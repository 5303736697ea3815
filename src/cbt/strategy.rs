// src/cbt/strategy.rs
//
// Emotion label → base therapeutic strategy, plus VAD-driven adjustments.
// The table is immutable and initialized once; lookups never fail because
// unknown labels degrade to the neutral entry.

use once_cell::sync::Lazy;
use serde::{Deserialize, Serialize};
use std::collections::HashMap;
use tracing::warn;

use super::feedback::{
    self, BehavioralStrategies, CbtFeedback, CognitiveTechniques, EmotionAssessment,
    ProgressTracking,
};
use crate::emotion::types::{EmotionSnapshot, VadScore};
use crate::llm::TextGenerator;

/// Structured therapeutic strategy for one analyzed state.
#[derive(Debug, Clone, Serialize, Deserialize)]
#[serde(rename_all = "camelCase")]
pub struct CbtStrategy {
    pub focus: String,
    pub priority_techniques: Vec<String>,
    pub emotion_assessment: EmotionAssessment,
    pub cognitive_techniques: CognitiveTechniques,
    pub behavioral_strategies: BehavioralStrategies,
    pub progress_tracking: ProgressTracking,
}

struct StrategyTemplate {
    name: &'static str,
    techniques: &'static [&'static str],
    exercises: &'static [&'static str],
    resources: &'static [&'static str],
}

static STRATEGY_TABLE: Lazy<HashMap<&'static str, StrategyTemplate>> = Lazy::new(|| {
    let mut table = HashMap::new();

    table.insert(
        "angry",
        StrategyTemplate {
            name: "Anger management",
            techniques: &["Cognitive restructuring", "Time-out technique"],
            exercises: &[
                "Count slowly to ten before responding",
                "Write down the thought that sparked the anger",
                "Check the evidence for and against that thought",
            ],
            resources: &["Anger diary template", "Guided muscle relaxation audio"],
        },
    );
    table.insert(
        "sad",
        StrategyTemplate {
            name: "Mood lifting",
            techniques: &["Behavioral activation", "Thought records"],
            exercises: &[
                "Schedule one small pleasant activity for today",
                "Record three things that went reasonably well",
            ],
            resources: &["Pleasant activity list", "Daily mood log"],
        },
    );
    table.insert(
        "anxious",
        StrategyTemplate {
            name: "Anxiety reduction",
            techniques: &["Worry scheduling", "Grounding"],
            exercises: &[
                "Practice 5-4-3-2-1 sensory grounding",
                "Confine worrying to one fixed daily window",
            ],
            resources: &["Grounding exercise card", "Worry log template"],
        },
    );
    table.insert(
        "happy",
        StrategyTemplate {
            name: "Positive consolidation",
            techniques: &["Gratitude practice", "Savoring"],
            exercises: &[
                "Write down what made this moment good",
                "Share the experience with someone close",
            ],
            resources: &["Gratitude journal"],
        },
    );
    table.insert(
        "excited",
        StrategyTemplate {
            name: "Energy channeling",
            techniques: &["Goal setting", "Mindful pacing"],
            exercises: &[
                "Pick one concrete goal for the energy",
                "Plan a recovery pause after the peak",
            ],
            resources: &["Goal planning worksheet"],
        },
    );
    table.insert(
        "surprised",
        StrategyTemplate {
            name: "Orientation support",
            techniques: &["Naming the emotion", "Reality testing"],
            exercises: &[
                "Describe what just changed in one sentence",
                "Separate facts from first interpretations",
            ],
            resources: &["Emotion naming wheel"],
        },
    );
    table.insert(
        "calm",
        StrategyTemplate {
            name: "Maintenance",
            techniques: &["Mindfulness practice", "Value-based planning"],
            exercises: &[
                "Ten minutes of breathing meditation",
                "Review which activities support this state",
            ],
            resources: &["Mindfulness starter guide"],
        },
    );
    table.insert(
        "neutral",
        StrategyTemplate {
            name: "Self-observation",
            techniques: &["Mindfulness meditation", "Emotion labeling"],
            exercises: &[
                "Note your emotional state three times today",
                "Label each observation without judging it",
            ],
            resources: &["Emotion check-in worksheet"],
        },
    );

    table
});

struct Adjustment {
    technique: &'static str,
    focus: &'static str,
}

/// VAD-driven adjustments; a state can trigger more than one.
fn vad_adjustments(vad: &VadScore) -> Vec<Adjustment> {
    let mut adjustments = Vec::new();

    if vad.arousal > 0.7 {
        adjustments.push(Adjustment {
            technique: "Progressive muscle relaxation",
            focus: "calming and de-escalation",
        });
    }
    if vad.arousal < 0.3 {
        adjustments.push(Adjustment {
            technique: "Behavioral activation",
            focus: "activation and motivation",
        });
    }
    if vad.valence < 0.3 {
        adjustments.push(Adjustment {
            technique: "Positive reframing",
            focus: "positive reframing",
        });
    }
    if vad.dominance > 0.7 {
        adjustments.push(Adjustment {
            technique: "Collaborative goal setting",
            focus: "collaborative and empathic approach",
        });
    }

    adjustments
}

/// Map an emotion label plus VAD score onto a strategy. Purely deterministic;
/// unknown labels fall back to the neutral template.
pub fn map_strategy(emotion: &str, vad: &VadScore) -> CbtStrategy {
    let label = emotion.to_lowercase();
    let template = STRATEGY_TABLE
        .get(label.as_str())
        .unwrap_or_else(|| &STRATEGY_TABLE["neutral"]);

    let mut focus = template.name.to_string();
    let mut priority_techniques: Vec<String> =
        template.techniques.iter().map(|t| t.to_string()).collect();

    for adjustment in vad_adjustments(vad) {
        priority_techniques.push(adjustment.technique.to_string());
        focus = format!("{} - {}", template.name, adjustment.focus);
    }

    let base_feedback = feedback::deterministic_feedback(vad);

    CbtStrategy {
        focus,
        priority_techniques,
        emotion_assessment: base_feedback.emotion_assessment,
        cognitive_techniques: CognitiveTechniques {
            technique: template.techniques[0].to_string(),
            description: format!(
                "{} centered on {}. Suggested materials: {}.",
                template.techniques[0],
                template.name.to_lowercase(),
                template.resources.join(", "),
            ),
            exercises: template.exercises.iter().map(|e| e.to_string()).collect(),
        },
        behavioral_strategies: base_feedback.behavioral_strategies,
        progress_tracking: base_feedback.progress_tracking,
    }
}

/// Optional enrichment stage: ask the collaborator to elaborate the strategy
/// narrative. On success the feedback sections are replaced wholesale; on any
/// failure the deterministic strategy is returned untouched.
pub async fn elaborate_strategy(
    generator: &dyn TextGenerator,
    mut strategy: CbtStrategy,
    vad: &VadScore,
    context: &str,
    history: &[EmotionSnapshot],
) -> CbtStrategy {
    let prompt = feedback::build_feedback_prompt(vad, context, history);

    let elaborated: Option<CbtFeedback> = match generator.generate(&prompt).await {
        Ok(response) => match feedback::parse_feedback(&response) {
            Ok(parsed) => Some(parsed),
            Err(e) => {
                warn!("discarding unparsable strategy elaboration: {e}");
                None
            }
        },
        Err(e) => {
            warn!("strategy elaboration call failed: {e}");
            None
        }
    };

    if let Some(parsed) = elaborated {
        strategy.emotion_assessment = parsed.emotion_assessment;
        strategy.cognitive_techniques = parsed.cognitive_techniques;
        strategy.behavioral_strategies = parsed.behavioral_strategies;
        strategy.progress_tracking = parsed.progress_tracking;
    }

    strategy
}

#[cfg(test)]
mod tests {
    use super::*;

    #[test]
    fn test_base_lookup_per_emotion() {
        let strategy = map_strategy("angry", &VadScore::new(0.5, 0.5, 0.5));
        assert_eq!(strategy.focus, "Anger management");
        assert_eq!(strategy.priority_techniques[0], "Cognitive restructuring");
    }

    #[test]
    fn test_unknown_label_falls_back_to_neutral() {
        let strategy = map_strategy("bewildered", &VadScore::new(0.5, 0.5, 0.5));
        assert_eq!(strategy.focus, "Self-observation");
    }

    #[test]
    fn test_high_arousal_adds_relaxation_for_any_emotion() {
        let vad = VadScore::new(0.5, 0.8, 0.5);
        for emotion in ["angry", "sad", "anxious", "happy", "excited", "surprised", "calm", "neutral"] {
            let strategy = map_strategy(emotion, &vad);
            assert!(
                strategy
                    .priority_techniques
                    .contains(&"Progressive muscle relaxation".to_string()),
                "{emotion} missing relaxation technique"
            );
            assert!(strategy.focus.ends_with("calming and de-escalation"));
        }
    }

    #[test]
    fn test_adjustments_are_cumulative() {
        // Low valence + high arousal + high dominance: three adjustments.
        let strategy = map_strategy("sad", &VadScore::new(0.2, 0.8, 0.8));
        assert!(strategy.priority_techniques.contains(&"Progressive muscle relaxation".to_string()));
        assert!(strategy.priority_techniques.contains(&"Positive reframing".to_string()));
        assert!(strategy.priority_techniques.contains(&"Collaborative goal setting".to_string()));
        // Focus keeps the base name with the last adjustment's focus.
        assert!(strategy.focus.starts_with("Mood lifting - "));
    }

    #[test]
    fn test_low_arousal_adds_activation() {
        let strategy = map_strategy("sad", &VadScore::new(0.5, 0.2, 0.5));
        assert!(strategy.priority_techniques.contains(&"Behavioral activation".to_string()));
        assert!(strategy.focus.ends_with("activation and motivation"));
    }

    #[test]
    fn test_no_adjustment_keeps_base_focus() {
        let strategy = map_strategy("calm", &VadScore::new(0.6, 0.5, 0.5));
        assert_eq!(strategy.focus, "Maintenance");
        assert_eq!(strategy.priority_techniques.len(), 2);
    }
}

* * *

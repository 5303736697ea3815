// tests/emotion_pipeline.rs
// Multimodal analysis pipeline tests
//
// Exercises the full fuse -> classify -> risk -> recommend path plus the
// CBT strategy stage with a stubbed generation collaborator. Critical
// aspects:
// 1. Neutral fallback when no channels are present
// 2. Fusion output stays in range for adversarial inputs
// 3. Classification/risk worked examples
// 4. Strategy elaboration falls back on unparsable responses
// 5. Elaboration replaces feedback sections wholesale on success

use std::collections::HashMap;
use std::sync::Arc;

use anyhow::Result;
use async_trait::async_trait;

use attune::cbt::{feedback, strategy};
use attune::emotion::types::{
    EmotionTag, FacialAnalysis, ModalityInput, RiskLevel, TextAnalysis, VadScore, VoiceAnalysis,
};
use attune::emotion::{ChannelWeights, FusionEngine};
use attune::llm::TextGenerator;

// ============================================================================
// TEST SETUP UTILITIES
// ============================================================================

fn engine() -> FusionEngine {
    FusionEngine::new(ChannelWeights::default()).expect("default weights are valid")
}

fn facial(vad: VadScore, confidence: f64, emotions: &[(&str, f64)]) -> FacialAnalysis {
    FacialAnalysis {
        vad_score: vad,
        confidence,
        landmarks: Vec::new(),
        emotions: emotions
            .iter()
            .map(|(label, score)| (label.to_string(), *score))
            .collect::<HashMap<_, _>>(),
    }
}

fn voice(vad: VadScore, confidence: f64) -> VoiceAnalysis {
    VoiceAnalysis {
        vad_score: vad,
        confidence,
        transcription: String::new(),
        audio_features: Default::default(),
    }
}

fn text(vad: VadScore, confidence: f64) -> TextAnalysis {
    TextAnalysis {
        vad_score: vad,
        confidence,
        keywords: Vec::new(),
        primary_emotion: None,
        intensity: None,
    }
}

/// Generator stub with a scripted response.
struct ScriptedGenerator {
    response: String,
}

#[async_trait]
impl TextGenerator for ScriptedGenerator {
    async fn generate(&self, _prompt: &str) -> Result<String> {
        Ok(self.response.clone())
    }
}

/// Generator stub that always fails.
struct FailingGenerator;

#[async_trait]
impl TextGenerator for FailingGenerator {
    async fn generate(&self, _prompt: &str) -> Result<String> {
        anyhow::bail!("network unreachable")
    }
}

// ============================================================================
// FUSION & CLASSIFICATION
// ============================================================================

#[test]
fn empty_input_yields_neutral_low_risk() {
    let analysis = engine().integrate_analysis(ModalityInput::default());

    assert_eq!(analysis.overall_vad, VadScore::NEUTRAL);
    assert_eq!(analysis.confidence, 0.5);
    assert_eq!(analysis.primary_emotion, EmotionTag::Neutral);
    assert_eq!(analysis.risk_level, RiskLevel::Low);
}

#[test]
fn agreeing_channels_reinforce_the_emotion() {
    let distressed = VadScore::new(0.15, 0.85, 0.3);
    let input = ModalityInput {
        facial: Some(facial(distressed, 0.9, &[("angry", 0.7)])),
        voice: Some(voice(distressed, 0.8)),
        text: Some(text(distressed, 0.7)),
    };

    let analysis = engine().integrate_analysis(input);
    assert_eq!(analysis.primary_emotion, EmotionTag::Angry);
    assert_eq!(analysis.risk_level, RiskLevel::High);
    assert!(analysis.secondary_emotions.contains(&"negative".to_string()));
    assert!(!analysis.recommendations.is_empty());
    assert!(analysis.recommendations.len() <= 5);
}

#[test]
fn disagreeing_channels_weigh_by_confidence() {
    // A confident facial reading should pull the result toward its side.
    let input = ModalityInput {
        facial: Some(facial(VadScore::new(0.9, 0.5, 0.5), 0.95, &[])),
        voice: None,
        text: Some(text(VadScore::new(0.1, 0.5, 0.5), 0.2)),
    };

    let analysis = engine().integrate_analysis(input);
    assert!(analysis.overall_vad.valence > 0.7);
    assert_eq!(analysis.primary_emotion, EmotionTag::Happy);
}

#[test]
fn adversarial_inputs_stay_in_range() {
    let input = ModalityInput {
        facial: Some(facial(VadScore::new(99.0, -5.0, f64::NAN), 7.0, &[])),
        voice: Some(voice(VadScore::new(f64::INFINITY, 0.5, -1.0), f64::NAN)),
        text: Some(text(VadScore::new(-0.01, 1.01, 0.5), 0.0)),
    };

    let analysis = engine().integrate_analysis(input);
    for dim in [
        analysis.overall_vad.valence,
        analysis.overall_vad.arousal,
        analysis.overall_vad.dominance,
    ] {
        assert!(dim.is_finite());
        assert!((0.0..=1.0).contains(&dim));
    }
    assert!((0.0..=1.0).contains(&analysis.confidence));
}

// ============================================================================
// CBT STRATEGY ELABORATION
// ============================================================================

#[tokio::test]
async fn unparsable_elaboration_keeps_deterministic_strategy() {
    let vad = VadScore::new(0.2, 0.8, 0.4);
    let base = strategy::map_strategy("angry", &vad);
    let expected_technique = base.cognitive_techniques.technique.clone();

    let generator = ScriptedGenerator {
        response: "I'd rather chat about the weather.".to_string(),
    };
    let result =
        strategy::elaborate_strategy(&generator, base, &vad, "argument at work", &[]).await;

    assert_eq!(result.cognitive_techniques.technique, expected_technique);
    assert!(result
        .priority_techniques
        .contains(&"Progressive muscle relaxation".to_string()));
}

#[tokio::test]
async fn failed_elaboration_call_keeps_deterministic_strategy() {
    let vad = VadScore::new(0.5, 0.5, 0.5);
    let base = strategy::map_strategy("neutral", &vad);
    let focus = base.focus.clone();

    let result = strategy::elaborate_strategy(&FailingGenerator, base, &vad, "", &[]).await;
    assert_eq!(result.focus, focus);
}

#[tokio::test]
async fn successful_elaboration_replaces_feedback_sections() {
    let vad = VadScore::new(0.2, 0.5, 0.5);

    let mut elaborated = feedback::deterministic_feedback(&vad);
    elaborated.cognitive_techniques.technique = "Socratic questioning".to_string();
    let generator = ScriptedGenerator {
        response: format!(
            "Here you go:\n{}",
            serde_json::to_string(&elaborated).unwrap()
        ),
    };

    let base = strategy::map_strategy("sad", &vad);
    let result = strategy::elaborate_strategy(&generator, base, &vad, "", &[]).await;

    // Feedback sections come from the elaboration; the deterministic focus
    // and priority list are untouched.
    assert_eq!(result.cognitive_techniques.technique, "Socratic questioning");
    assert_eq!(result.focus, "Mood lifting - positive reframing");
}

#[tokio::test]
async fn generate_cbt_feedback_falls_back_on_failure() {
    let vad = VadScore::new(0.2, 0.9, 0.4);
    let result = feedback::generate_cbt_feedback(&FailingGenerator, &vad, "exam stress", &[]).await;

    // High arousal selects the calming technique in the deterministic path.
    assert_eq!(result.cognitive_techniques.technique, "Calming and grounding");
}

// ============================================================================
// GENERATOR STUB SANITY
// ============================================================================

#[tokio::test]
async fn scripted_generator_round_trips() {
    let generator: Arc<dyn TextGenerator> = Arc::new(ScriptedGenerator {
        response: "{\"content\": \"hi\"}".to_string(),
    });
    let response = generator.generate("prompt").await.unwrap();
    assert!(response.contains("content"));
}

WHAT THIS TASK INVOLVES: Where does "content" appear in the listing? Show every line that has it.

EXERCISE ANSWER:
        response: "{\"content\": \"hi\"}".to_string(),
    assert!(response.contains("content"));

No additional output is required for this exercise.